Now all roads lead to France and heavy is the tread
Of the living; but the dead returning lightly dance.
Edward Thomas, Roads

Wednesday, February 20, 2019

Germany's Artillery Trump Card in the Early War

Say what you will about Big Bertha or the French 75, one artillery weapon dominated the battlefield during the first half of the Great War.

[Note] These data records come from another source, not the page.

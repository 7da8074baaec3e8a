//! Repository state guard.
//!
//! Runs before anything else in an attempt. It is the only step allowed to
//! change state outside the target path: when the tree is dirty and the policy
//! says so, it pushes exactly one stash. That stash is never popped by the
//! workflow; the operator is told its name and restores it themselves.

use std::io::{BufRead, Write};
use std::path::Path;

use anyhow::{Context, Result};
use tracing::{debug, info, instrument, warn};

use crate::core::target::git_path;
use crate::core::types::StashRecord;
use crate::error::MutationError;
use crate::io::config::DirtyPolicy;
use crate::io::git::{StatusEntry, VersionControl};

/// Prefix of every stash message the workflow creates.
pub const STASH_PREFIX: &str = "rewind:";

/// The person (or script) driving the workflow.
pub trait Operator {
    /// Ask whether uncommitted changes may be stashed. `false` aborts the attempt.
    fn confirm_stash(&self, entries: &[StatusEntry]) -> Result<bool>;

    /// Show a progress or outcome message.
    fn notify(&self, message: &str);
}

/// Operator on a terminal: confirmation read from stdin, messages on stdout
/// (or stderr when stdout carries machine-readable output).
#[derive(Debug, Clone, Copy, Default)]
pub struct TerminalOperator {
    to_stderr: bool,
}

impl TerminalOperator {
    pub fn stdout() -> Self {
        Self { to_stderr: false }
    }

    pub fn stderr() -> Self {
        Self { to_stderr: true }
    }

    fn writer(&self) -> Box<dyn Write> {
        if self.to_stderr {
            Box::new(std::io::stderr())
        } else {
            Box::new(std::io::stdout())
        }
    }
}

impl Operator for TerminalOperator {
    fn confirm_stash(&self, entries: &[StatusEntry]) -> Result<bool> {
        let mut out = self.writer();
        writeln!(out, "WARNING: working tree has uncommitted changes:")?;
        for entry in entries.iter().take(20) {
            writeln!(out, "  {} {}", entry.code, entry.path)?;
        }
        if entries.len() > 20 {
            writeln!(out, "  ... and {} more", entries.len() - 20)?;
        }
        write!(out, "Stash them (including untracked files) and continue? [y/N]: ")?;
        out.flush()?;

        let mut answer = String::new();
        std::io::stdin()
            .lock()
            .read_line(&mut answer)
            .context("read confirmation from stdin")?;
        Ok(matches!(answer.trim(), "y" | "Y" | "yes" | "YES"))
    }

    fn notify(&self, message: &str) {
        let mut out = self.writer();
        let _ = writeln!(out, "{message}");
    }
}

/// What the guard found and did.
#[derive(Debug, Clone, PartialEq, Eq)]
pub struct GuardReport {
    pub was_clean: bool,
    pub dirty_entries: usize,
    pub stash: Option<StashRecord>,
}

/// True when there are no uncommitted changes, untracked files included.
pub fn check_clean<V: VersionControl>(vcs: &V) -> Result<bool> {
    Ok(vcs.status(None)?.is_empty())
}

/// Unique stash message for one attempt.
pub fn stash_label(attempt_id: &str, target: &Path) -> String {
    format!("{STASH_PREFIX} {attempt_id} before {}", git_path(target))
}

/// Inspect the tree and, if it is dirty, apply `policy`.
///
/// Creates at most one stash. Git failures are configuration errors: the
/// attempt must not start without knowing the tree's state.
#[instrument(skip_all, fields(target = %target.display(), policy = ?policy))]
pub fn preserve_if_dirty<V: VersionControl>(
    vcs: &V,
    target: &Path,
    policy: DirtyPolicy,
    operator: &dyn Operator,
    label: &str,
) -> Result<GuardReport, MutationError> {
    let entries = vcs
        .status(None)
        .context("inspect working tree")
        .map_err(MutationError::Configuration)?;

    if entries.is_empty() {
        info!("working tree is clean");
        operator.notify("Working tree is clean.");
        return Ok(GuardReport {
            was_clean: true,
            dirty_entries: 0,
            stash: None,
        });
    }

    let count = entries.len();
    warn!(dirty_entries = count, "working tree not clean");

    let policy = match policy {
        DirtyPolicy::Prompt => {
            let accepted = operator.confirm_stash(&entries).map_err(|err| {
                MutationError::DirtyTreeDeclined {
                    reason: format!("could not confirm stashing: {err:#}"),
                }
            })?;
            if accepted {
                DirtyPolicy::Stash
            } else {
                DirtyPolicy::Abort
            }
        }
        other => other,
    };

    match policy {
        DirtyPolicy::Abort | DirtyPolicy::Prompt => Err(MutationError::DirtyTreeDeclined {
            reason: format!("working tree has {count} uncommitted change(s); nothing was modified"),
        }),
        DirtyPolicy::Proceed => {
            let own = vcs
                .status(Some(target))
                .context("inspect target status")
                .map_err(MutationError::Configuration)?;
            if !own.is_empty() {
                return Err(MutationError::DirtyTreeDeclined {
                    reason: format!(
                        "{} has uncommitted changes that a rollback would discard; commit or stash them first",
                        target.display()
                    ),
                });
            }
            debug!("leaving unrelated changes in place");
            operator.notify(&format!(
                "Proceeding with {count} uncommitted change(s) left in place; only {} will be touched.",
                target.display()
            ));
            Ok(GuardReport {
                was_clean: false,
                dirty_entries: count,
                stash: None,
            })
        }
        DirtyPolicy::Stash => {
            let stash = vcs
                .stash_push(label)
                .context("stash uncommitted changes")
                .map_err(MutationError::Configuration)?
                .ok_or_else(|| MutationError::DirtyTreeDeclined {
                    reason: "git stash created no entry; uncommitted changes could not be preserved"
                        .to_string(),
                })?;
            info!(label = %stash.label, commit = %stash.commit, "stashed uncommitted changes");
            operator.notify(&format!(
                "Stashed {count} uncommitted change(s) as '{}' ({}).",
                stash.label, stash.commit
            ));

            match vcs.status(None) {
                Ok(rest) if !rest.is_empty() => {
                    warn!(remaining = rest.len(), "changes remain after stash");
                }
                Ok(_) => {}
                Err(err) => warn!(err = %err, "could not re-check status after stash"),
            }

            Ok(GuardReport {
                was_clean: false,
                dirty_entries: count,
                stash: Some(stash),
            })
        }
    }
}

#[cfg(test)]
mod tests {
    use super::*;
    use crate::core::types::FailureKind;
    use crate::test_support::{FakeVcs, ScriptedOperator};

    const TARGET: &str = "src/app.tsx";

    fn run(vcs: &FakeVcs, policy: DirtyPolicy, operator: &ScriptedOperator) -> Result<GuardReport, MutationError> {
        preserve_if_dirty(vcs, Path::new(TARGET), policy, operator, "rewind: t before src/app.tsx")
    }

    #[test]
    fn clean_tree_is_left_alone() {
        let vcs = FakeVcs::default();
        let operator = ScriptedOperator::answering(false);
        let report = run(&vcs, DirtyPolicy::Stash, &operator).expect("guard");
        assert!(report.was_clean);
        assert!(report.stash.is_none());
        assert_eq!(vcs.stash_count(), 0);
        assert!(operator.messages().iter().any(|m| m.contains("clean")));
    }

    #[test]
    fn dirty_tree_is_stashed_once() {
        let vcs = FakeVcs::default();
        vcs.set_dirty(&["README.md", "notes.txt"]);
        let operator = ScriptedOperator::answering(false);
        let report = run(&vcs, DirtyPolicy::Stash, &operator).expect("guard");
        let stash = report.stash.expect("stash");
        assert_eq!(stash.label, "rewind: t before src/app.tsx");
        assert_eq!(vcs.stash_count(), 1);
        assert!(check_clean(&vcs).expect("status"));
        assert_eq!(operator.confirmations(), 0);
    }

    #[test]
    fn prompt_yes_stashes_and_no_declines() {
        let vcs = FakeVcs::default();
        vcs.set_dirty(&["README.md"]);
        let yes = ScriptedOperator::answering(true);
        let report = run(&vcs, DirtyPolicy::Prompt, &yes).expect("guard");
        assert!(report.stash.is_some());
        assert_eq!(yes.confirmations(), 1);

        let vcs = FakeVcs::default();
        vcs.set_dirty(&["README.md"]);
        let no = ScriptedOperator::answering(false);
        let err = run(&vcs, DirtyPolicy::Prompt, &no).unwrap_err();
        assert_eq!(err.kind(), FailureKind::DirtyTreeDeclined);
        assert_eq!(vcs.stash_count(), 0);
    }

    #[test]
    fn abort_policy_declines_without_mutation() {
        let vcs = FakeVcs::default();
        vcs.set_dirty(&["README.md"]);
        let err = run(&vcs, DirtyPolicy::Abort, &ScriptedOperator::answering(true)).unwrap_err();
        assert!(matches!(err, MutationError::DirtyTreeDeclined { .. }));
        assert_eq!(vcs.stash_count(), 0);
    }

    #[test]
    fn proceed_refuses_when_target_itself_is_dirty() {
        let vcs = FakeVcs::default();
        vcs.set_dirty(&["README.md", TARGET]);
        let err = run(&vcs, DirtyPolicy::Proceed, &ScriptedOperator::answering(true)).unwrap_err();
        assert!(err.to_string().contains("src/app.tsx"));

        let vcs = FakeVcs::default();
        vcs.set_dirty(&["README.md"]);
        let report = run(&vcs, DirtyPolicy::Proceed, &ScriptedOperator::answering(true))
            .expect("guard");
        assert!(!report.was_clean);
        assert!(report.stash.is_none());
    }

    #[test]
    fn git_failure_is_configuration_error() {
        let vcs = FakeVcs::default();
        vcs.fail_status("not a git repository");
        let err = run(&vcs, DirtyPolicy::Stash, &ScriptedOperator::answering(true)).unwrap_err();
        assert_eq!(err.kind(), FailureKind::Configuration);
    }

    #[test]
    fn label_is_prefixed_and_names_target() {
        let label = stash_label("20260101-000000-42", Path::new("components/x.tsx"));
        assert_eq!(label, "rewind: 20260101-000000-42 before components/x.tsx");
    }
}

A Battery of German 5.9-inch Howitzers on Prewar Maneuvers

In 1914, all Allied artillery weapons were outclassed by the German 5.9-inch howitzer,  the 15cm schwere Feldhaubitze 13. As the majority of these were guns, their flat trajectories severely curtailed their deployment in reverse slope positions. This resulted in the Allied gun positions being placed either on forward slopes in view of the enemy, or well to the rear, which hampered communication between observer and gun position and the range to which targets could be engaged.*

Krupp, Rheinmetall and Spandau factories manufactured 3,400 pieces during the war.  Each fired a 93-lb. shell up to 9,600 yards at a rate of 3 rounds per minute. The Allies did not field a comparable weapon until the British deployed their 6-inch howitzer in late 1915 and the French 155 Schneider appeared in 1917.

Siegfried Sassoon paid tribute to the German howitzer in his poem "Counter-Attack"

He wondered when the Allemands would get busy;
And then, of course, they started with five-nines
Traversing, sure as fate, and never a dud.
Mute in the clamour of shells he watched them burst
Spouting dark earth and wire with gusts from hell. . . 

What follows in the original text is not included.